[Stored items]
//! Schema engine: ordered field sets with discriminated (sibling-dependent)
//! fields, collected validation errors, and redacted representation.

mod discriminated;
mod errors;
mod field;
mod generator;
mod redaction;

pub use discriminated::{Branch, DiscriminatedField, Resolution};
pub use errors::{DefinitionError, NON_FIELD_ERRORS, ValidationErrors};
pub use field::{REQUIRED_MESSAGE, ScalarSpec, ScalarType};
pub use generator::{ArgumentSet, arguments_schema, generate_fields};
pub use redaction::RedactionFilter;

use std::collections::HashMap;
use std::sync::Arc;

use serde_json::{Map, Value, json};
use tracing::debug;

use field::json_type_name;

/// A stored or validated payload.
pub type Record = Map<String, Value>;

#[derive(Debug, Clone)]
pub enum Field {
    Scalar(ScalarSpec),
    Nested { schema: Arc<Schema>, required: bool },
    Discriminated(DiscriminatedField),
}

impl Field {
    pub fn nested(schema: Arc<Schema>) -> Self {
        Field::Nested {
            schema,
            required: true,
        }
    }

    pub fn optional_nested(schema: Arc<Schema>) -> Self {
        Field::Nested {
            schema,
            required: false,
        }
    }

    fn describe(&self) -> Value {
        match self {
            Field::Scalar(spec) => spec.describe(),
            Field::Nested { schema, required } => {
                let mut out = schema.describe();
                out["type"] = json!("nested");
                out["required"] = json!(required);
                out
            }
            Field::Discriminated(d) => d.describe(),
        }
    }
}

#[derive(Debug, Clone)]
pub struct FieldDef {
    pub name: String,
    pub field: Field,
    pub read_only: bool,
}

#[derive(Debug, Clone, Copy, PartialEq, Eq)]
pub enum ValidationMode {
    /// Full payload: defaults are applied and required fields enforced.
    Create,
    /// Partial payload against a stored record.
    Update,
}

/// State of a field after its validation step, consulted by fields that
/// depend on it.
#[derive(Debug, Clone, Copy, PartialEq, Eq)]
enum Slot {
    Accepted,
    Untouched,
    Suppressed,
    Invalid,
}

enum FieldFailure {
    Message(String),
    Nested(ValidationErrors),
}

/// Immutable, named field set. Fields are resolved in an order where every
/// discriminant comes before the fields that depend on it.
#[derive(Debug)]
pub struct Schema {
    name: String,
    fields: Vec<FieldDef>,
    order: Vec<usize>,
    redaction: Option<Arc<RedactionFilter>>,
}

impl Schema {
    pub fn name(&self) -> &str {
        &self.name
    }

    pub fn fields(&self) -> &[FieldDef] {
        &self.fields
    }

    pub fn field(&self, name: &str) -> Option<&FieldDef> {
        self.fields.iter().find(|def| def.name == name)
    }

    pub fn resolution_order(&self) -> Vec<&str> {
        self.order
            .iter()
            .map(|&idx| self.fields[idx].name.as_str())
            .collect()
    }

    pub fn validate_create(&self, input: &Value) -> Result<Record, ValidationErrors> {
        self.validate(input, ValidationMode::Create, None)
    }

    pub fn validate_update(
        &self,
        input: &Value,
        existing: &Record,
    ) -> Result<Record, ValidationErrors> {
        self.validate(input, ValidationMode::Update, Some(existing))
    }

    /// Validate `input`, collecting every field error before failing.
    ///
    /// In update mode, discriminants that are not part of `input` are read from
    /// `existing`. A discriminated field only picks up its default when its
    /// discriminant was set or changed by this same payload.
    pub fn validate(
        &self,
        input: &Value,
        mode: ValidationMode,
        existing: Option<&Record>,
    ) -> Result<Record, ValidationErrors> {
        let Some(obj) = input.as_object() else {
            return Err(ValidationErrors::single(
                NON_FIELD_ERRORS,
                format!(
                    "Invalid data. Expected a dictionary, but got {}.",
                    json_type_name(input)
                ),
            ));
        };

        let creating = mode == ValidationMode::Create;
        let mut accepted = Record::new();
        let mut slots: HashMap<&str, Slot> = HashMap::with_capacity(self.fields.len());
        let mut errors = ValidationErrors::new();

        for &idx in &self.order {
            let def = &self.fields[idx];
            let name = def.name.as_str();
            if def.read_only {
                slots.insert(name, Slot::Untouched);
                continue;
            }
            let raw = obj.get(name);
            let prior = existing.and_then(|e| e.get(name));

            let outcome = match &def.field {
                Field::Scalar(spec) => spec.validate(raw, creating).map_err(FieldFailure::Message),
                Field::Nested { schema, required } => {
                    validate_nested(schema, raw, creating, *required, prior)
                }
                Field::Discriminated(d) => {
                    let dep = d.depends_on();
                    let stored = existing.and_then(|e| e.get(dep));
                    let (discriminant, fill) = match slots.get(dep) {
                        Some(Slot::Accepted) => {
                            let current = accepted.get(dep).cloned();
                            let changed = creating || current.as_ref() != stored;
                            (current, changed)
                        }
                        Some(Slot::Untouched) => (stored.cloned(), creating),
                        Some(Slot::Invalid) => {
                            slots.insert(name, Slot::Invalid);
                            continue;
                        }
                        Some(Slot::Suppressed) | None => (None, false),
                    };

                    match d.resolve(discriminant.as_ref()) {
                        Resolution::Unconfigured | Resolution::Hidden => {
                            if raw.is_some_and(|v| !v.is_null()) {
                                debug!(
                                    schema = %self.name,
                                    field = name,
                                    "dropping input for field suppressed by '{}'",
                                    dep
                                );
                            }
                            slots.insert(name, Slot::Suppressed);
                            continue;
                        }
                        Resolution::Scalar(spec) => spec
                            .validate_with(raw, fill, d.is_required())
                            .map_err(FieldFailure::Message),
                        Resolution::Nested(schema) => {
                            let prior = if fill { None } else { prior };
                            validate_nested(schema, raw, fill, d.is_required(), prior)
                        }
                    }
                }
            };

            match outcome {
                Ok(Some(value)) => {
                    accepted.insert(name.to_string(), value);
                    slots.insert(name, Slot::Accepted);
                }
                Ok(None) => {
                    slots.insert(name, Slot::Untouched);
                }
                Err(FieldFailure::Message(message)) => {
                    errors.add(name, message);
                    slots.insert(name, Slot::Invalid);
                }
                Err(FieldFailure::Nested(nested)) => {
                    errors.merge_nested(name, nested);
                    slots.insert(name, Slot::Invalid);
                }
            }
        }

        if let Some(filter) = &self.redaction {
            filter.restore_values(&mut accepted, existing);
        }

        errors.into_result(accepted)
    }

    /// Output view of a stored record: suppressed branches are omitted and
    /// configured sensitive names are redacted.
    pub fn represent(&self, stored: &Record) -> Record {
        let mut out = self.visible_fields(stored);
        if let Some(filter) = &self.redaction {
            filter.hide_values(&mut out);
        }
        out
    }

    /// Discriminated fields present in `record` that its current
    /// discriminants suppress.
    pub fn prune(&self, record: &Record) -> Vec<String> {
        let visible = self.visible_fields(record);
        self.fields
            .iter()
            .filter(|def| matches!(def.field, Field::Discriminated(_)))
            .filter(|def| record.contains_key(&def.name) && !visible.contains_key(&def.name))
            .map(|def| def.name.clone())
            .collect()
    }

    fn visible_fields(&self, stored: &Record) -> Record {
        let mut out = Record::new();
        for &idx in &self.order {
            let def = &self.fields[idx];
            let Some(value) = stored.get(&def.name) else {
                continue;
            };
            let rendered = match &def.field {
                Field::Scalar(_) => Some(value.clone()),
                Field::Nested { schema, .. } => Some(represent_nested(schema, value)),
                Field::Discriminated(d) => match d.resolve(out.get(d.depends_on())) {
                    Resolution::Unconfigured | Resolution::Hidden => None,
                    Resolution::Scalar(_) => Some(value.clone()),
                    Resolution::Nested(schema) => Some(represent_nested(schema, value)),
                },
            };
            if let Some(value) = rendered {
                out.insert(def.name.clone(), value);
            }
        }
        out
    }

    pub fn describe(&self) -> Value {
        let fields: Vec<Value> = self
            .fields
            .iter()
            .map(|def| {
                let mut desc = def.field.describe();
                desc["name"] = json!(def.name);
                if def.read_only {
                    desc["read_only"] = json!(true);
                }
                desc
            })
            .collect();
        let mut out = json!({
            "name": self.name,
            "fields": fields,
            "resolution_order": self.resolution_order(),
        });
        if let Some(filter) = &self.redaction {
            out["redacted"] = json!(filter.hidden_names().collect::<Vec<_>>());
        }
        out
    }
}

fn validate_nested(
    schema: &Schema,
    raw: Option<&Value>,
    fill: bool,
    required: bool,
    prior: Option<&Value>,
) -> Result<Option<Value>, FieldFailure> {
    match raw {
        None => {
            if fill && required {
                Err(FieldFailure::Message(REQUIRED_MESSAGE.to_string()))
            } else {
                Ok(None)
            }
        }
        Some(Value::Null) => {
            if required {
                Err(FieldFailure::Message("This field may not be null.".to_string()))
            } else {
                Ok(Some(Value::Null))
            }
        }
        Some(value) => {
            let prior = if fill { None } else { prior.and_then(Value::as_object) };
            let validated = match prior {
                Some(prior) => {
                    let partial = schema
                        .validate(value, ValidationMode::Update, Some(prior))
                        .map_err(FieldFailure::Nested)?;
                    let mut merged = prior.clone();
                    merged.extend(partial);
                    merged
                }
                None => schema
                    .validate(value, ValidationMode::Create, None)
                    .map_err(FieldFailure::Nested)?,
            };
            Ok(Some(Value::Object(validated)))
        }
    }
}

fn represent_nested(schema: &Schema, value: &Value) -> Value {
    match value.as_object() {
        Some(map) => Value::Object(schema.represent(map)),
        None => value.clone(),
    }
}

pub struct SchemaBuilder {
    name: String,
    fields: Vec<FieldDef>,
    redaction: Option<Arc<RedactionFilter>>,
}

impl SchemaBuilder {
    pub fn new(name: impl Into<String>) -> Self {
        Self {
            name: name.into(),
            fields: Vec::new(),
            redaction: None,
        }
    }

    pub fn field(mut self, name: impl Into<String>, field: Field) -> Self {
        self.fields.push(FieldDef {
            name: name.into(),
            field,
            read_only: false,
        });
        self
    }

    pub fn scalar(self, name: impl Into<String>, spec: ScalarSpec) -> Self {
        self.field(name, Field::Scalar(spec))
    }

    pub fn discriminated(self, name: impl Into<String>, field: DiscriminatedField) -> Self {
        self.field(name, Field::Discriminated(field))
    }

    /// Represented in output, never accepted from input.
    pub fn read_only(mut self, name: impl Into<String>, field: Field) -> Self {
        self.fields.push(FieldDef {
            name: name.into(),
            field,
            read_only: true,
        });
        self
    }

    pub fn redact_with(mut self, filter: Arc<RedactionFilter>) -> Self {
        self.redaction = Some(filter);
        self
    }

    pub fn build(self) -> Result<Schema, DefinitionError> {
        let mut index: HashMap<&str, usize> = HashMap::new();
        for (i, def) in self.fields.iter().enumerate() {
            if index.insert(def.name.as_str(), i).is_some() {
                return Err(DefinitionError::DuplicateField {
                    schema: self.name.clone(),
                    field: def.name.clone(),
                });
            }
        }

        let mut deps = Vec::with_capacity(self.fields.len());
        for def in &self.fields {
            let dep = match &def.field {
                Field::Discriminated(d) => match index.get(d.depends_on()) {
                    Some(&j) => Some(j),
                    None => {
                        return Err(DefinitionError::UnknownDiscriminant {
                            schema: self.name.clone(),
                            field: def.name.clone(),
                            depends_on: d.depends_on().to_string(),
                        });
                    }
                },
                _ => None,
            };
            deps.push(dep);
        }

        let order = resolution_order(&deps).map_err(|stuck| DefinitionError::DependencyCycle {
            schema: self.name.clone(),
            field: self.fields[stuck].name.clone(),
        })?;

        Ok(Schema {
            name: self.name,
            fields: self.fields,
            order,
            redaction: self.redaction,
        })
    }
}

/// Stable topological order: among ready fields, declaration order wins.
/// On a cycle, returns the first field that could not be placed.
fn resolution_order(deps: &[Option<usize>]) -> Result<Vec<usize>, usize> {
    let n = deps.len();
    let mut placed = vec![false; n];
    let mut order = Vec::with_capacity(n);
    while order.len() < n {
        let next = (0..n).find(|&i| !placed[i] && deps[i].is_none_or(|j| placed[j]));
        match next {
            Some(i) => {
                placed[i] = true;
                order.push(i);
            }
            None => return Err((0..n).find(|&i| !placed[i]).unwrap_or(0)),
        }
    }
    Ok(order)
}
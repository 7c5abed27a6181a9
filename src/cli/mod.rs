mod access;
mod schema_cmd;
mod settings_cmd;
mod tasks;
mod templates;

use std::path::PathBuf;

use anyhow::{Context, Result, bail};
use console::style;
use serde_json::Value;

use crate::core::config::{self, CONFIG_FILE, EngineConfig};
use crate::core::engine::JobEngine;
use crate::core::error::EngineError;
use crate::core::terminal::{self, GuideSection, print_error};

fn print_help() {
    GuideSection::new("Schemas")
        .command("schema <name>", "Describe template, template-update, periodic-task, playbook-args or module-args")
        .print();

    GuideSection::new("Jobs")
        .command("template <create|update|show|list|delete>", "Manage execution templates")
        .command("task <create|update|show|list|delete|run|history>", "Manage periodic tasks")
        .print();

    GuideSection::new("Access")
        .command("user add <name>", "Create a user")
        .command("group <add|member|members>", "Manage teams")
        .command("acl <grant|revoke|list>", "Manage object permissions")
        .command("settings <get|set|reset> <user>", "Read or write user settings")
        .print();

    eprintln!(
        "\n {} {} [--db PATH] [--config PATH] [--verbose] <command> [subcommand]\n",
        style("Usage:").bold(),
        style("runplan").green()
    );
}

#[derive(Debug, Clone, PartialEq, Eq, Default)]
pub(crate) struct GlobalArgs {
    pub db: Option<PathBuf>,
    pub config: Option<PathBuf>,
    pub verbose: bool,
    pub command: Vec<String>,
}

/// Split global flags from the command words. Flags may appear anywhere
/// before the command's own arguments.
pub(crate) fn parse_global_args(args: &[String], start: usize) -> GlobalArgs {
    let mut parsed = GlobalArgs::default();
    let mut i = start;
    while i < args.len() {
        match args[i].as_str() {
            "--db" => {
                if i + 1 < args.len() {
                    parsed.db = Some(PathBuf::from(&args[i + 1]));
                    i += 2;
                } else {
                    i += 1;
                }
            }
            "--config" => {
                if i + 1 < args.len() {
                    parsed.config = Some(PathBuf::from(&args[i + 1]));
                    i += 2;
                } else {
                    i += 1;
                }
            }
            "--verbose" | "-v" => {
                parsed.verbose = true;
                i += 1;
            }
            _ => {
                parsed.command.push(args[i].clone());
                i += 1;
            }
        }
    }
    parsed
}

/// Value following `flag` (or its short alias) in `args[start..]`.
pub(crate) fn flag_value(args: &[String], start: usize, names: &[&str]) -> Option<String> {
    let mut i = start;
    while i < args.len() {
        if names.contains(&args[i].as_str()) {
            return args.get(i + 1).cloned();
        }
        i += 1;
    }
    None
}

/// Positional word at `index`, skipping `--flag value` pairs.
pub(crate) fn positional(args: &[String], start: usize, index: usize) -> Option<String> {
    let mut seen = 0;
    let mut i = start;
    while i < args.len() {
        if args[i].starts_with('-') {
            i += 2;
            continue;
        }
        if seen == index {
            return Some(args[i].clone());
        }
        seen += 1;
        i += 1;
    }
    None
}

pub(crate) fn parse_id(raw: Option<String>, what: &str) -> Result<i64> {
    let Some(raw) = raw else {
        bail!("missing {} id", what);
    };
    raw.parse()
        .with_context(|| format!("'{}' is not a valid {} id", raw, what))
}

/// JSON payload from `--data JSON` or `--file PATH`.
pub(crate) async fn read_payload(args: &[String], start: usize) -> Result<Value> {
    if let Some(data) = flag_value(args, start, &["--data", "-d"]) {
        return serde_json::from_str(&data).context("--data is not valid JSON");
    }
    if let Some(path) = flag_value(args, start, &["--file", "-f"]) {
        let content = tokio::fs::read_to_string(&path)
            .await
            .with_context(|| format!("cannot read {}", path))?;
        return serde_json::from_str(&content)
            .with_context(|| format!("{} is not valid JSON", path));
    }
    bail!("a payload is required: pass --data JSON or --file PATH")
}

pub(crate) async fn load_config(global: &GlobalArgs) -> Result<EngineConfig> {
    let config_path = global
        .config
        .clone()
        .unwrap_or_else(|| config::data_dir().join(CONFIG_FILE));
    EngineConfig::load(config_path).await
}

pub(crate) async fn open_engine(global: &GlobalArgs) -> Result<JobEngine> {
    let config = load_config(global).await?;
    let database = config.database_path(global.db.as_deref(), &config::data_dir());
    Ok(JobEngine::from_config(&config, &database).await?)
}

pub async fn run_main() -> Result<()> {
    let args: Vec<String> = std::env::args().collect();
    let global = parse_global_args(&args, 1);
    crate::logging::init(global.verbose);

    let result = dispatch(&global).await;
    if let Err(e) = &result
        && let Some(errors) = e.downcast_ref::<EngineError>().and_then(EngineError::validation)
    {
        eprintln!("{}", serde_json::to_string_pretty(errors)?);
    }
    result
}

async fn dispatch(global: &GlobalArgs) -> Result<()> {
    let words = &global.command;
    let Some(cmd) = words.first() else {
        print_help();
        return Ok(());
    };
    match cmd.as_str() {
        "schema" => schema_cmd::run_schema_command(global).await,
        "template" | "templates" => templates::run_template_command(global).await,
        "task" | "tasks" => tasks::run_task_command(global).await,
        "user" => access::run_user_command(global).await,
        "group" => access::run_group_command(global).await,
        "acl" => access::run_acl_command(global).await,
        "settings" => settings_cmd::run_settings_command(global).await,
        "help" | "--help" | "-h" => {
            print_help();
            Ok(())
        }
        other => {
            print_error(&format!("Unknown command: {}", other));
            print_help();
            bail!("unknown command '{}'", other)
        }
    }
}

pub(crate) fn print_json<T: serde::Serialize + ?Sized>(value: &T) -> Result<()> {
    terminal::print_json(value)?;
    Ok(())
}
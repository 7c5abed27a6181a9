use std::sync::Arc;

use serde_json::{Value, json};

use super::Schema;
use super::field::ScalarSpec;

/// What a discriminated field becomes under one discriminant value.
#[derive(Debug, Clone)]
pub enum Branch {
    Nested(Arc<Schema>),
    Scalar(ScalarSpec),
    /// The field accepts no input and produces no output.
    Hidden,
}

/// Outcome of looking up the active branch for a discriminant value.
#[derive(Debug, Clone, Copy)]
pub enum Resolution<'a> {
    /// The discriminant is absent or matches no configured branch.
    Unconfigured,
    Hidden,
    Nested(&'a Arc<Schema>),
    Scalar(&'a ScalarSpec),
}

/// A field whose shape is chosen by the current value of a sibling field.
#[derive(Debug, Clone)]
pub struct DiscriminatedField {
    depends_on: String,
    branches: Vec<(String, Branch)>,
    wildcard: Option<Box<Branch>>,
    required: bool,
}

impl DiscriminatedField {
    pub fn on(depends_on: impl Into<String>) -> Self {
        Self {
            depends_on: depends_on.into(),
            branches: Vec::new(),
            wildcard: None,
            required: false,
        }
    }

    pub fn branch(mut self, value: impl Into<String>, branch: Branch) -> Self {
        let value = value.into();
        self.branches.retain(|(v, _)| *v != value);
        self.branches.push((value, branch));
        self
    }

    pub fn nested(self, value: impl Into<String>, schema: Arc<Schema>) -> Self {
        self.branch(value, Branch::Nested(schema))
    }

    pub fn scalar(self, value: impl Into<String>, spec: ScalarSpec) -> Self {
        self.branch(value, Branch::Scalar(spec))
    }

    pub fn hidden(self, value: impl Into<String>) -> Self {
        self.branch(value, Branch::Hidden)
    }

    /// Branch used when the discriminant has a value that no literal matches.
    pub fn otherwise(mut self, branch: Branch) -> Self {
        self.wildcard = Some(Box::new(branch));
        self
    }

    pub fn required(mut self) -> Self {
        self.required = true;
        self
    }

    pub fn depends_on(&self) -> &str {
        &self.depends_on
    }

    pub fn is_required(&self) -> bool {
        self.required
    }

    pub fn resolve(&self, discriminant: Option<&Value>) -> Resolution<'_> {
        let Some(key) = discriminant.and_then(discriminant_key) else {
            return Resolution::Unconfigured;
        };
        let branch = self
            .branches
            .iter()
            .find(|(value, _)| *value == key)
            .map(|(_, branch)| branch)
            .or(self.wildcard.as_deref());
        match branch {
            None => Resolution::Unconfigured,
            Some(Branch::Hidden) => Resolution::Hidden,
            Some(Branch::Nested(schema)) => Resolution::Nested(schema),
            Some(Branch::Scalar(spec)) => Resolution::Scalar(spec),
        }
    }

    pub fn describe(&self) -> Value {
        let mut branches = serde_json::Map::new();
        for (value, branch) in &self.branches {
            branches.insert(value.clone(), describe_branch(branch));
        }
        let mut out = json!({
            "type": "discriminated",
            "depends_on": self.depends_on,
            "required": self.required,
            "branches": branches,
        });
        if let Some(wildcard) = &self.wildcard {
            out["otherwise"] = describe_branch(wildcard);
        }
        out
    }
}

fn describe_branch(branch: &Branch) -> Value {
    match branch {
        Branch::Hidden => json!("hidden"),
        Branch::Scalar(spec) => spec.describe(),
        Branch::Nested(schema) => schema.describe(),
    }
}

/// Lookup key for a discriminant value. Null and empty strings select nothing.
pub(crate) fn discriminant_key(value: &Value) -> Option<String> {
    match value {
        Value::String(s) if !s.is_empty() => Some(s.clone()),
        Value::Number(n) => Some(n.to_string()),
        Value::Bool(b) => Some(b.to_string()),
        _ => None,
    }
}

#[cfg(test)]
mod tests {
    use super::*;

    fn schedule_field() -> DiscriminatedField {
        DiscriminatedField::on("type")
            .scalar("CRONTAB", ScalarSpec::crontab().with_default("* * * * *"))
            .scalar("INTERVAL", ScalarSpec::uptime().with_default(0))
            .required()
    }

    #[test]
    fn literal_values_select_their_branch() {
        let field = schedule_field();
        match field.resolve(Some(&json!("INTERVAL"))) {
            Resolution::Scalar(spec) => assert_eq!(spec.default, Some(json!(0))),
            other => panic!("unexpected resolution {:?}", other),
        }
    }

    #[test]
    fn unmatched_and_absent_values_are_unconfigured() {
        let field = schedule_field();
        assert!(matches!(field.resolve(Some(&json!("WEEKLY"))), Resolution::Unconfigured));
        assert!(matches!(field.resolve(None), Resolution::Unconfigured));
        assert!(matches!(field.resolve(Some(&Value::Null)), Resolution::Unconfigured));
        assert!(matches!(field.resolve(Some(&json!(""))), Resolution::Unconfigured));
    }

    #[test]
    fn hidden_branch_is_explicit() {
        let field = DiscriminatedField::on("kind")
            .hidden("TEMPLATE")
            .scalar("PLAYBOOK", ScalarSpec::reference("Playbook"));
        assert!(matches!(field.resolve(Some(&json!("TEMPLATE"))), Resolution::Hidden));
        assert!(matches!(
            field.resolve(Some(&json!("PLAYBOOK"))),
            Resolution::Scalar(_)
        ));
    }

    #[test]
    fn wildcard_covers_any_present_value() {
        let field = DiscriminatedField::on("template")
            .otherwise(Branch::Scalar(ScalarSpec::string().allow_blank()));
        assert!(matches!(field.resolve(Some(&json!(42))), Resolution::Scalar(_)));
        assert!(matches!(field.resolve(None), Resolution::Unconfigured));
    }

    #[test]
    fn redeclaring_a_branch_replaces_it() {
        let field = DiscriminatedField::on("kind")
            .hidden("MODULE")
            .scalar("MODULE", ScalarSpec::reference("Module"));
        assert!(matches!(field.resolve(Some(&json!("MODULE"))), Resolution::Scalar(_)));
    }

    #[test]
    fn describe_lists_branches() {
        let desc = schedule_field().describe();
        assert_eq!(desc["depends_on"], "type");
        assert_eq!(desc["branches"]["CRONTAB"]["default"], "* * * * *");
        assert_eq!(desc["branches"]["INTERVAL"]["type"], "uptime");
    }
}
use anyhow::{Context, Result, bail};
use serde_json::Value;

use super::{GlobalArgs, open_engine, parse_id, print_json};
use crate::core::terminal::print_error;

/// `settings <get|set|reset> USER [JSON]`
pub async fn run_settings_command(global: &GlobalArgs) -> Result<()> {
    let args = &global.command;
    let sub_cmd = args.get(1).map(String::as_str).unwrap_or("");
    let user_id = || parse_id(args.get(2).cloned(), "user");

    match sub_cmd {
        "get" | "show" => {
            let user_id = user_id()?;
            let engine = open_engine(global).await?;
            print_json(&engine.user_settings(user_id).await?)
        }
        "set" => {
            let user_id = user_id()?;
            let Some(raw) = args.get(3) else {
                bail!("settings set needs a JSON value");
            };
            let value: Value = serde_json::from_str(raw).context("settings value is not valid JSON")?;
            let engine = open_engine(global).await?;
            print_json(&engine.set_user_settings(user_id, &value).await?)
        }
        "reset" | "clear" => {
            let user_id = user_id()?;
            let engine = open_engine(global).await?;
            print_json(&engine.reset_user_settings(user_id).await?)
        }
        _ => {
            print_error("Unknown or missing settings command. Expected: get, set, reset");
            bail!("unknown settings command '{}'", sub_cmd)
        }
    }
}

Problem to solve:
Copy every line from the records above that contains the word "ValidationErrors".

Expected answer:
pub use errors::{DefinitionError, NON_FIELD_ERRORS, ValidationErrors};
    Nested(ValidationErrors),
    pub fn validate_create(&self, input: &Value) -> Result<Record, ValidationErrors> {
    ) -> Result<Record, ValidationErrors> {
    ) -> Result<Record, ValidationErrors> {
            return Err(ValidationErrors::single(
        let mut errors = ValidationErrors::new();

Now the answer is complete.